One of the most important responsibilities of the local officers is proctoring the certification examinations. A great deal of accountability has been placed in the officers’ hands as it is their charge to ensure exams are administered accurately and fairly as per the AAPC requirements. Strict adherence to the rules is critical in maintaining the integrity of the credentials for the whole organization. The importance of this assignment cannot be overstated. If there is a breakdown in the process, every certified member of AAPC is affected.

Most of our proctors pay careful attention to the rules and do their best to proctor accurately. However, recently we have experienced an increase in complications associated with the examination process. It appears in several cases these complications are due to failure of the proctors to follow the rules. These complications have adversely affected the examinees as well as AAPC. Recent complications include the following:

Proctors have not allowed the correct amount of time for examinees to take the exam, forcing examinees to retest.
Proctors have allowed examinees to use unapproved reference material, forcing examinees to retest.
Proctors have failed to show up on exam day to carry out their responsibilities, forcing examinees to reschedule.
Proctors have not followed proper procedure for returning the completed exams (placing exam grids in the mail without any postage or not delivering the completed exam package to Fed Ex, etc.) forcing examinees to retest.
Proctors have made inappropriate decisions during the test although a hotline number has been provided for such cases, forcing examinees to retest.
When following up after these situations, we have found the proctors have failed to read the proctor instructions thoroughly and haven’t followed the instructions strictly. Occasionally officers state they proctor so often that they feel they already know the rules, so they do not re-read them each time.

Proctors should put themselves in the shoes of the examinees. Not many would take well to having to retest because of an error on the part of the proctor, an error that could have been avoided had the proctor read the instructions or made a simple telephone call.

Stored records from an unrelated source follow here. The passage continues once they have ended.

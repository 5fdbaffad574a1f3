//! Domain error types

use thiserror::Error;

/// Domain-level errors
///
/// Run-level validation (roster size, lead membership) carries its own
/// error type in the application layer; this enum covers invariants of
/// the core value objects themselves.
#[derive(Error, Debug)]
pub enum DomainError {
    #[error("Invalid question: {0}")]
    InvalidQuestion(String),

    #[error("Operation cancelled")]
    Cancelled,
}

impl DomainError {
    /// Check if this error represents a cancellation
    pub fn is_cancelled(&self) -> bool {
        matches!(self, DomainError::Cancelled)
    }
}

#[cfg(test)]
mod tests {
    use super::*;

    #[test]
    fn test_cancelled_error_display() {
        assert_eq!(DomainError::Cancelled.to_string(), "Operation cancelled");
    }

    #[test]
    fn test_is_cancelled_check() {
        assert!(DomainError::Cancelled.is_cancelled());
        assert!(!DomainError::InvalidQuestion("x".to_string()).is_cancelled());
    }
}
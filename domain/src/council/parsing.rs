//! Ranking extraction from free-form judge responses.
//!
//! Judges are prompted to end with a `FINAL RANKING:` section, but model
//! output is unreliable: the section may be missing, the numbering may be
//! irregular, or labels may only appear in prose. This parser degrades
//! gracefully through three passes and never fails — unparsable input
//! yields an empty ordering, so one malformed judge costs only its own
//! ranking signal, never the run.

use crate::council::label::Label;
use regex::Regex;
use std::sync::LazyLock;

/// Section marker judges are instructed to emit (case-sensitive).
pub const RANKING_MARKER: &str = "FINAL RANKING:";

// Numbered list line: "1. Response A", tolerating loose spacing around
// the dot and between "Response" and the letter. Numbering values are
// not validated; order of appearance wins.
static NUMBERED_LINE: LazyLock<Regex> = LazyLock::new(|| {
    Regex::new(r"(?m)^\s*\d+\s*\.\s*Response\s+([A-Z])\b").expect("valid regex")
});

// Any "Response X" mention, for the prose fallback.
static LABEL_MENTION: LazyLock<Regex> =
    LazyLock::new(|| Regex::new(r"Response\s+([A-Z])\b").expect("valid regex"));

/// Extract an ordered list of labels from a judge's raw response.
///
/// 1. If `FINAL RANKING:` occurs, only the text after it is parsed;
///    earlier incidental label mentions in discussion prose are ignored.
/// 2. Numbered-list lines inside the window are read in order of
///    appearance.
/// 3. If no numbered lines matched, every `Response <letter>` mention in
///    the window is taken in first-occurrence order, deduplicated.
///
/// Returns an empty vector when nothing matches. Never errors.
pub fn parse_ranking_from_text(raw_text: &str) -> Vec<Label> {
    let window = match raw_text.find(RANKING_MARKER) {
        Some(pos) => &raw_text[pos + RANKING_MARKER.len()..],
        None => raw_text,
    };

    let numbered: Vec<Label> = NUMBERED_LINE
        .captures_iter(window)
        .filter_map(|cap| cap[1].chars().next().and_then(Label::from_letter))
        .collect();
    if !numbered.is_empty() {
        return numbered;
    }

    let mut order: Vec<Label> = Vec::new();
    for cap in LABEL_MENTION.captures_iter(window) {
        if let Some(label) = cap[1].chars().next().and_then(Label::from_letter)
            && !order.contains(&label)
        {
            order.push(label);
        }
    }
    order
}

#[cfg(test)]
mod tests {
    use super::*;

    fn labels(order: &[Label]) -> Vec<&str> {
        order.iter().map(|l| l.as_str()).collect()
    }

    #[test]
    fn test_standard_final_ranking_format() {
        let text = "Here is my evaluation of the responses.\n\n\
                    FINAL RANKING:\n1. Response C\n2. Response A\n3. Response B\n";
        let result = parse_ranking_from_text(text);
        assert_eq!(
            labels(&result),
            vec!["Response C", "Response A", "Response B"]
        );
    }

    #[test]
    fn test_final_ranking_without_numbers() {
        let text = "FINAL RANKING:\n\
                    Response B is best, followed by Response A, then Response C.";
        let result = parse_ranking_from_text(text);
        assert_eq!(
            labels(&result),
            vec!["Response B", "Response A", "Response C"]
        );
    }

    #[test]
    fn test_fallback_without_header() {
        let text = "I think Response A is best, then Response B.";
        let result = parse_ranking_from_text(text);
        assert_eq!(labels(&result), vec!["Response A", "Response B"]);
    }

    #[test]
    fn test_empty_input() {
        assert!(parse_ranking_from_text("").is_empty());
    }

    #[test]
    fn test_no_label_mentions() {
        assert!(parse_ranking_from_text("This is some text without any rankings.").is_empty());
    }

    #[test]
    fn test_marker_restricts_window() {
        // Mentions before the marker must not pollute the extracted order.
        let text = "Response A was good. Response B was better.\n\
                    FINAL RANKING:\n1. Response B\n2. Response A\n";
        let result = parse_ranking_from_text(text);
        assert_eq!(labels(&result), vec!["Response B", "Response A"]);
    }

    #[test]
    fn test_five_labels() {
        let text = "FINAL RANKING:\n\
                    1. Response D\n2. Response B\n3. Response E\n4. Response A\n5. Response C\n";
        let result = parse_ranking_from_text(text);
        assert_eq!(
            labels(&result),
            vec![
                "Response D",
                "Response B",
                "Response E",
                "Response A",
                "Response C"
            ]
        );
    }

    #[test]
    fn test_irregular_spacing() {
        let text = "FINAL RANKING:\n1.Response A\n2.  Response B\n3.   Response C\n";
        let result = parse_ranking_from_text(text);
        assert_eq!(
            labels(&result),
            vec!["Response A", "Response B", "Response C"]
        );
    }

    #[test]
    fn test_non_monotonic_numbering() {
        // Appearance order is authoritative, not the printed numbers.
        let text = "FINAL RANKING:\n3. Response B\n1. Response A\n";
        let result = parse_ranking_from_text(text);
        assert_eq!(labels(&result), vec!["Response B", "Response A"]);
    }

    #[test]
    fn test_fallback_dedupes_mentions() {
        let text = "Response A then Response B, though Response A again.";
        let result = parse_ranking_from_text(text);
        assert_eq!(labels(&result), vec!["Response A", "Response B"]);
    }

    #[test]
    fn test_letters_outside_assigned_range_still_parse() {
        // The parser is alphabet-wide; filtering against the run's
        // assigned labels happens in the aggregator.
        let text = "FINAL RANKING:\n1. Response Z\n2. Response A\n";
        let result = parse_ranking_from_text(text);
        assert_eq!(labels(&result), vec!["Response Z", "Response A"]);
    }
}
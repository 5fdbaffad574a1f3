//! Progress reporting for council execution

use colored::Colorize;
use council_application::ProgressNotifier;
use council_domain::{Model, Stage};
use indicatif::{MultiProgress, ProgressBar, ProgressStyle};
use std::sync::Mutex;

/// Reports progress during council execution with progress bars
pub struct ProgressReporter {
    multi: MultiProgress,
    stage_bar: Mutex<Option<ProgressBar>>,
}

impl ProgressReporter {
    pub fn new() -> Self {
        Self {
            multi: MultiProgress::new(),
            stage_bar: Mutex::new(None),
        }
    }

    fn stage_style() -> ProgressStyle {
        ProgressStyle::default_bar()
            .template("{spinner:.green} {prefix:.bold.cyan} [{bar:40.cyan/blue}] {pos}/{len} {msg}")
            .unwrap()
            .progress_chars("=>-")
    }

    fn stage_display_name(stage: &Stage) -> &'static str {
        match stage {
            Stage::Responses => "Stage 1: Member Answers",
            Stage::Rankings => "Stage 2: Peer Rankings",
            Stage::Synthesis => "Stage 3: Synthesis",
        }
    }

    fn stage_short_name(stage: &Stage) -> &'static str {
        match stage {
            Stage::Responses => "Stage 1",
            Stage::Rankings => "Stage 2",
            Stage::Synthesis => "Stage 3",
        }
    }
}

impl Default for ProgressReporter {
    fn default() -> Self {
        Self::new()
    }
}

impl ProgressNotifier for ProgressReporter {
    fn on_stage_start(&self, stage: &Stage, total_tasks: usize) {
        let stage_name = Self::stage_display_name(stage);

        let pb = self.multi.add(ProgressBar::new(total_tasks as u64));
        pb.set_style(Self::stage_style());
        pb.set_prefix(stage_name.to_string());
        pb.set_message("Starting...");

        *self.stage_bar.lock().unwrap() = Some(pb);
    }

    fn on_task_complete(&self, _stage: &Stage, model: &Model, success: bool) {
        if let Some(pb) = self.stage_bar.lock().unwrap().as_ref() {
            let status = if success {
                format!("{} {}", "v".green(), model)
            } else {
                format!("{} {}", "x".red(), model)
            };
            pb.set_message(status);
            pb.inc(1);
        }
    }

    fn on_stage_complete(&self, stage: &Stage) {
        if let Some(pb) = self.stage_bar.lock().unwrap().take() {
            let stage_name = Self::stage_short_name(stage);
            pb.finish_with_message(format!("{} complete!", stage_name.green()));
        }
    }
}

/// Simple text-based progress (no fancy UI)
pub struct SimpleProgress;

impl ProgressNotifier for SimpleProgress {
    fn on_stage_start(&self, stage: &Stage, total_tasks: usize) {
        let stage_name = ProgressReporter::stage_display_name(stage);
        println!(
            "{} {} ({} tasks)",
            "->".cyan(),
            stage_name.bold(),
            total_tasks
        );
    }

    fn on_task_complete(&self, _stage: &Stage, model: &Model, success: bool) {
        if success {
            println!("  {} {}", "v".green(), model);
        } else {
            println!("  {} {} (failed)", "x".red(), model);
        }
    }

    fn on_stage_complete(&self, _stage: &Stage) {
        println!();
    }
}

#[cfg(test)]
mod tests {
    use super::*;

    #[test]
    fn test_stage_display_names() {
        assert_eq!(
            ProgressReporter::stage_display_name(&Stage::Responses),
            "Stage 1: Member Answers"
        );
        assert_eq!(
            ProgressReporter::stage_display_name(&Stage::Rankings),
            "Stage 2: Peer Rankings"
        );
        assert_eq!(
            ProgressReporter::stage_display_name(&Stage::Synthesis),
            "Stage 3: Synthesis"
        );
    }

    #[test]
    fn test_notifiers_survive_a_full_stage_cycle() {
        // Both implementations are used behind the port trait object.
        let model: Model = "openai/gpt-5.1".parse().unwrap();
        for notifier in [
            &ProgressReporter::new() as &dyn ProgressNotifier,
            &SimpleProgress,
        ] {
            notifier.on_stage_start(&Stage::Responses, 2);
            notifier.on_task_complete(&Stage::Responses, &model, true);
            notifier.on_task_complete(&Stage::Responses, &model, false);
            notifier.on_stage_complete(&Stage::Responses);
        }
    }

    #[test]
    fn test_stage_complete_without_start_is_harmless() {
        let reporter = ProgressReporter::new();
        reporter.on_stage_complete(&Stage::Synthesis);
        reporter.on_task_complete(&Stage::Synthesis, &"m".parse().unwrap(), true);
    }
}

In an effort to counteract these issues, it is critical that you always remember to do the following:

Contact the first and second proctors 30 days in advance of the exam to remind them of the proctoring date (AAPC will provide the president with a reminder email 30 days in advance).
Keep track of the number of examinees for each exam so you can arrange for an additional proctor when there are 40 or more examinees.
Remind the proctors that it is very important to always read the entire proctor instructions in advance of the test. Keep in mind the AAPC’s Exam Department frequently updates the proctor instructions.
Verify that the proctors know there is a hotline (801-836-4813) available for help with any issues on exam day. The phone number is also found in the proctor instructions. Note: This resource is available during the entire testing time regardless of the time zone. When in doubt, call.
Check that the exam site is still available 30 days in advance and that there are seats for all examinees.
Ensure the proctors have contacted all the examinees beforehand and communicated the time and place of the exam.
Work closely with any proctors who have never proctored.
Remind all proctors that the proctor instructions do change so the rules must be read carefully each time; do not assume you know them.
Stay abreast of the monthly email to officers from AAPC, which is where updated information is sent out.
Make special emphasis that the grid circles are filled in properly. Noticeable erasure marks, lightly filled-in circles, or incompletely filled-in circles affect the grading. We don’t want someone to fail when they really passed, due to this problem.
Respect the local chapter president as the person who has the ultimate responsibility for correct proctoring.
Remember that although reimbursement for food, parking and other expenses is appropriate, payment to individuals (both officers and chapter members) for proctoring is not. The handbook states, “Local chapter officers and members should not profit for administering the certification examinations.”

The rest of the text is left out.